- Venue: London Aquatics Centre
- Dates: 31 August 2012
- Competitors: 14 from 10 nations
- Winning time: 57.43

Medalists
- 1st place, gold medalist(s):  / Bradley Snyder / United States
- 2nd place, silver medalist(s):  / Yang Bozun / China
- 3rd place, bronze medalist(s):  / Hendri Herbst / South Africa

= Swimming at the 2012 Summer Paralympics – Men's 100 metre freestyle S11 =

Event at the 2012 Summer Paralympics

The men's 100m freestyle S11 event at the 2012 Summer Paralympics took place at the London Aquatics Centre on 31 August.

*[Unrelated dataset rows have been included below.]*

//! Path resolution for offline-ledger configuration and data files.
//!
//! All data is stored in `~/.offline-ledger/` unless `OFFLINE_LEDGER_HOME`
//! points somewhere else:
//! - `config.yaml` - Main configuration file
//! - `ledger.db` - SQLite database holding the durable queues

use std::path::PathBuf;

use crate::error::LedgerError;

/// Environment variable overriding the data root.
pub const HOME_ENV: &str = "OFFLINE_LEDGER_HOME";

/// Paths to offline-ledger configuration and data.
#[derive(Debug, Clone)]
pub struct Paths {
    /// Root directory: `~/.offline-ledger/`
    pub root: PathBuf,
    /// Config file: `~/.offline-ledger/config.yaml`
    pub config_file: PathBuf,
    /// Database file: `~/.offline-ledger/ledger.db`
    pub database: PathBuf,
}

impl Paths {
    /// Resolve paths from `OFFLINE_LEDGER_HOME` or the user's home directory.
    ///
    /// # Errors
    ///
    /// Returns an error if neither variable is set.
    pub fn new() -> Result<Self, LedgerError> {
        if let Ok(root) = std::env::var(HOME_ENV) {
            return Ok(Self::with_root(PathBuf::from(root)));
        }

        let home = std::env::var("HOME").map_err(|_| {
            LedgerError::Config("Could not determine home directory".to_string())
        })?;

        Ok(Self::with_root(PathBuf::from(home).join(".offline-ledger")))
    }

    /// Create paths with a custom root directory.
    #[must_use]
    pub fn with_root(root: PathBuf) -> Self {
        Self {
            config_file: root.join("config.yaml"),
            database: root.join("ledger.db"),
            root,
        }
    }

    /// Ensure the root directory exists.
    ///
    /// # Errors
    ///
    /// Returns an error if directory creation fails.
    pub fn ensure_dirs(&self) -> Result<(), LedgerError> {
        if !self.root.exists() {
            std::fs::create_dir_all(&self.root).map_err(|e| {
                LedgerError::Config(format!(
                    "Failed to create directory {}: {e}",
                    self.root.display()
                ))
            })?;
        }
        Ok(())
    }
}

#[cfg(test)]
mod tests {
    use super::*;
    use tempfile::TempDir;

    #[test]
    fn test_paths_with_root() {
        let root = PathBuf::from("/tmp/test-ledger");
        let paths = Paths::with_root(root.clone());

        assert_eq!(paths.root, root);
        assert_eq!(paths.config_file, root.join("config.yaml"));
        assert_eq!(paths.database, root.join("ledger.db"));
    }

    #[test]
    fn test_ensure_dirs() {
        let temp_dir = TempDir::new().unwrap();
        let paths = Paths::with_root(temp_dir.path().join("nested").join("root"));

        paths.ensure_dirs().unwrap();

        assert!(paths.root.exists());
    }
}
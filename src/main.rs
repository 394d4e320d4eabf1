use anyhow::{Context, Result};
use clap::Parser;
use colored::Colorize;

use offline_ledger::cli::args::{Cli, Commands};
use offline_ledger::cli::commands;
use offline_ledger::config::{Config, Paths};
use offline_ledger::logging;
use offline_ledger::LedgerError;

#[tokio::main]
async fn main() {
    if let Err(e) = run().await {
        eprintln!("{}: {:#}", "error".red().bold(), e);
        // 2 marks errors the user can fix by acting on the ledger
        let code = e
            .downcast_ref::<LedgerError>()
            .map_or(1, |err| if err.is_user_actionable() { 2 } else { 1 });
        std::process::exit(code);
    }
}

async fn run() -> Result<()> {
    let cli = Cli::parse();
    let format = cli.output;

    if let Commands::Completions { shell } = cli.command {
        print!("{}", commands::completions(shell));
        return Ok(());
    }

    let paths = match cli.home {
        Some(root) => Paths::with_root(root),
        None => Paths::new()?,
    };
    let config = Config::load_from_path(&paths.config_file)?;
    logging::init(cli.verbose, &config.logging);

    let service = commands::open_service(&paths, &config, cli.offline)
        .await
        .with_context(|| format!("opening ledger at {}", paths.root.display()))?;

    let output = match cli.command {
        Commands::Status => commands::status(&service, format).await?,
        Commands::Enqueue(args) => commands::enqueue(&service, args, format).await?,
        Commands::Drain { force } => commands::drain(&service, force, format).await?,
        Commands::Sync => commands::sync(&service, format).await?,
        Commands::Queue(args) => commands::queue(&service, args.command, format).await?,
        Commands::DeadLetter(args) => commands::dead_letter(&service, args.command, format).await?,
        Commands::Payment(args) => commands::payment(&service, args.command, format).await?,
        Commands::Conflicts(args) => commands::conflicts(&service, args.command, format).await?,
        Commands::Completions { .. } => String::new(),
    };

    if !output.is_empty() {
        println!("{output}");
    }
    Ok(())
}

There were two heats; the swimmers with the eight fastest times advanced to the final.

==Results==

===Heats===
Competed from 10:46.

====Heat 1====

| Rank | Lane | Name | Nationality | Time | Notes |
|---|---|---|---|---|---|
| 1 | 5 | Hendri Herbst | South Africa | 59.64 | Q |
| 2 | 7 | Alexander Chekurov | Russia | 1:01.99 | Q |
| 3 | 4 | Enhamed Enhamed | Spain | 1:02.08 | Q |
| 4 | 6 | Donovan Tildesley | Canada | 1:02.64 | Q |
| 5 | 3 | Grzegorz Polkowski | Poland | 1:02.75 | Q |
| 6 | 2 | Viktor Smyrnov | Ukraine | 1:03.26 |  |
| 7 | 1 | Dmytro Zalevskyi | Ukraine | 1:06.29 |  |

====Heat 2====

| Rank | Lane | Name | Nationality | Time | Notes |
|---|---|---|---|---|---|
| 1 | 4 | Bradley Snyder | United States | 57.18 | Q, PR |
| 2 | 5 | Yang Bozun | China | 57.35 | Q, AS |
| 3 | 3 | Keiichi Kimura | Japan | 1:01.58 | Q |
| 4 | 7 | Matheus Souza | Brazil | 1:02.99 |  |
| 5 | 2 | Oleksandr Mashchenko | Ukraine | 1:03.62 |  |
| 6 | 6 | Rustam Nurmukhametov | Russia | 1:04.18 |  |
| 7 | 1 | Marcin Ryszka | Poland | 1:06.59 |  |

===Final===
Competed at 19:01.

| Rank | Lane | Name | Nationality | Time | Notes |
|---|---|---|---|---|---|
| 1st place, gold medalist(s) | 4 | Bradley Snyder | United States | 57.43 |  |
| 2nd place, silver medalist(s) | 5 | Yang Bozun | China | 58.61 |  |
| 3rd place, bronze medalist(s) | 3 | Hendri Herbst | South Africa | 59.60 |  |
| 4 | 7 | Enhamed Enhamed | Spain | 1:00.76 |  |
| 5 | 6 | Keiichi Kimura | Japan | 1:01.19 |  |
| 6 | 2 | Alexander Chekurov | Russia | 1:01.56 |  |
| 7 | 1 | Donovan Tildesley | Canada | 1:02.06 |  |
| 8 | 8 | Grzegorz Polkowski | Poland | 1:02.72 |  |

Q = qualified for final. PR = Paralympic Record. AS = Asian Record.